Assignment:
With the first line as the start and the line containing "pattern and a" as the end, write out every line of the records exactly.

Material provided:
______
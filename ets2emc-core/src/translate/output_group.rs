// ============================================================================
// ets2emc-core/src/translate/output_group.rs
// ============================================================================
//
// OUTPUT GROUPS: Job outputs, playlists and thumbnails to output groups
//
// A job's outputs are assembled into three kinds of groups:
// - one playlist group per playlist (HLS, Smooth or DASH)
// - one file group per output no playlist references
// - one thumbnail file group per output with a thumbnail pattern and a
//   preset that declares thumbnails
//
// The job translator emits them in exactly that order. Every destination is
// `s3://<bucket>/<prefix><key>` with at most one leading '/' stripped from the
// prefix.

use super::audio::translate_audio;
use super::captions::sidecar_outputs;
use super::container::{PlaylistFormat, file_container, invalid_playlist_format};
use super::encryption::translate_hls_protection;
use super::thumbnails::translate_thumbnails;
use super::video::translate_video;
use super::{Context, parse_int};
use crate::source::{JobOutput, JobSource, Playlist};
use crate::target::job::{
    CaptionSelector, ContainerSettings, DashIsoGroupSettings, FileGroupSettings, HlsGroupSettings,
    MsSmoothGroupSettings, Output, OutputGroup, OutputGroupSettings,
};

const FILE_GROUP_NAME: &str = "File Group";

/// Fragment length, in seconds, of Smooth and DASH groups.
const FRAGMENT_LENGTH: i64 = 2;

/// Builds an S3 destination URI.
pub fn destination(bucket: &str, prefix: Option<&str>, key: &str) -> String {
    let prefix = prefix.unwrap_or_default();
    let prefix = prefix.strip_prefix('/').unwrap_or(prefix);
    format!("s3://{bucket}/{prefix}{key}")
}

/// Removes the extension from the last path component of a key.
pub fn trim_extension(key: &str) -> &str {
    match key.rfind('.') {
        Some(i) => &key[..i],
        None => key,
    }
}

/// Translates one job output with its preset. Outputs packaged by a playlist
/// take the playlist's container; HLS outputs are named after their key.
pub fn translate_output(
    source: &JobSource,
    output: &JobOutput,
    playlist_format: Option<PlaylistFormat>,
    cx: &mut Context<'_>,
) -> Option<Output> {
    let preset = source.preset_of(output)?;

    let container_settings = match playlist_format {
        Some(format) => Some(ContainerSettings {
            container: format.container(),
        }),
        None => file_container(preset, cx),
    };

    Some(Output {
        name_modifier: (playlist_format == Some(PlaylistFormat::Hls))
            .then(|| format!("-{}", output.key.as_deref().unwrap_or_default())),
        container_settings,
        audio_descriptions: preset
            .audible()
            .map(|audio| translate_audio(audio, cx))
            .into_iter()
            .collect(),
        video_description: preset.video.as_ref().map(|video| translate_video(video, cx)),
        caption_descriptions: Vec::new(),
    })
}

/// A file group holding one standalone output and its sidecar captions.
pub fn file_group(
    source: &JobSource,
    output: &JobOutput,
    selectors: &[CaptionSelector],
    cx: &mut Context<'_>,
) -> OutputGroup {
    let key = output.key.as_deref().unwrap_or_default();
    let mut outputs: Vec<Output> = translate_output(source, output, None, cx).into_iter().collect();
    outputs.extend(sidecar_outputs(output, &source.job, selectors, None, cx));

    OutputGroup {
        name: FILE_GROUP_NAME.to_string(),
        output_group_settings: OutputGroupSettings::File {
            settings: FileGroupSettings {
                destination: destination(
                    source.pipeline.content_bucket(),
                    source.job.output_key_prefix.as_deref(),
                    trim_extension(key),
                ),
            },
        },
        outputs,
    }
}

/// An adaptive-bitrate group for one playlist. A playlist with an invalid
/// format produces no group.
pub fn playlist_group(
    source: &JobSource,
    playlist: &Playlist,
    selectors: &[CaptionSelector],
    cx: &mut Context<'_>,
) -> Option<OutputGroup> {
    let raw_format = playlist.format.as_deref().unwrap_or_default();
    let Some(format) = PlaylistFormat::parse(raw_format) else {
        cx.error(&playlist.path.key("format"), invalid_playlist_format(raw_format));
        return None;
    };

    let members: Vec<&JobOutput> = source.job.playlist_outputs(playlist).collect();

    let mut outputs: Vec<Output> = members
        .iter()
        .filter_map(|output| translate_output(source, output, Some(format), cx))
        .collect();
    if let Some(first) = members.first() {
        outputs.extend(sidecar_outputs(first, &source.job, selectors, Some(format), cx));
    }

    let segment_length = members
        .iter()
        .find_map(|output| output.segment_duration.as_deref())
        .and_then(|duration| parse_int(Some(duration)))
        .filter(|seconds| *seconds != 0);
    if segment_length.is_some() {
        cx.info(
            &playlist.path,
            "The converter uses the segment duration of the first output in the playlist that \
             has the setting.",
        );
    }

    if playlist.play_ready_drm.is_some() {
        cx.warn(
            &playlist.path.key("playReadyDrm"),
            "MediaConvert does not support PlayReady DRM with a static key. This setting is ignored.",
        );
    }

    // Playlist groups write to the bare prefix; manifests are named by the service.
    let destination = destination(
        source.pipeline.content_bucket(),
        source.job.output_key_prefix.as_deref(),
        "",
    );
    let encryption = playlist
        .hls_content_protection
        .as_ref()
        .map(translate_hls_protection);

    let (name, output_group_settings) = match format {
        PlaylistFormat::Hls => (
            "Apple HLS",
            OutputGroupSettings::Hls {
                settings: HlsGroupSettings {
                    destination,
                    encryption,
                    min_segment_length: 0,
                    segment_length,
                },
            },
        ),
        PlaylistFormat::Smooth => (
            "MS Smooth",
            OutputGroupSettings::MsSmooth {
                settings: MsSmoothGroupSettings {
                    destination,
                    fragment_length: FRAGMENT_LENGTH,
                    encryption,
                },
            },
        ),
        PlaylistFormat::Dash => (
            "DASH ISO",
            OutputGroupSettings::DashIso {
                settings: DashIsoGroupSettings {
                    destination,
                    encryption,
                    fragment_length: FRAGMENT_LENGTH,
                    segment_length,
                },
            },
        ),
    };

    Some(OutputGroup {
        name: name.to_string(),
        output_group_settings,
        outputs,
    })
}

/// A file group capturing thumbnails for one output, when the output has a
/// thumbnail pattern and its preset declares thumbnails.
pub fn thumbnail_group(
    source: &JobSource,
    output: &JobOutput,
    cx: &mut Context<'_>,
) -> Option<OutputGroup> {
    let thumbnails = source.preset_of(output)?.thumbnails.as_ref()?;
    let pattern = output.thumbnail_pattern.as_deref()?;

    cx.info(
        &output.path.key("thumbnailPattern"),
        "Thumbnail file name pattern might have changed.",
    );

    let mut thumbnail_output = Output::from(translate_thumbnails(thumbnails, cx));
    if pattern.contains("{resolution}") {
        thumbnail_output.name_modifier = Some(format!(
            "-{}x{}",
            thumbnails.max_width.as_deref().unwrap_or_default(),
            thumbnails.max_height.as_deref().unwrap_or_default()
        ));
    }

    Some(OutputGroup {
        name: FILE_GROUP_NAME.to_string(),
        output_group_settings: OutputGroupSettings::File {
            settings: FileGroupSettings {
                destination: destination(
                    source.pipeline.thumbnail_bucket(),
                    source.job.output_key_prefix.as_deref(),
                    trim_extension(output.key.as_deref().unwrap_or_default()),
                ),
            },
        },
        outputs: vec![thumbnail_output],
    })
}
______
Result for this exercise:
filename ets2emc-core/src/translate/output_group.rs
// ============================================================================
// ets2emc-core/src/translate/output_group.rs
// ============================================================================
//
// OUTPUT GROUPS: Job outputs, playlists and thumbnails to output groups
//
// A job's outputs are assembled into three kinds of groups:
// - one playlist group per playlist (HLS, Smooth or DASH)
// - one file group per output no playlist references
// - one thumbnail file group per output with a thumbnail pattern and a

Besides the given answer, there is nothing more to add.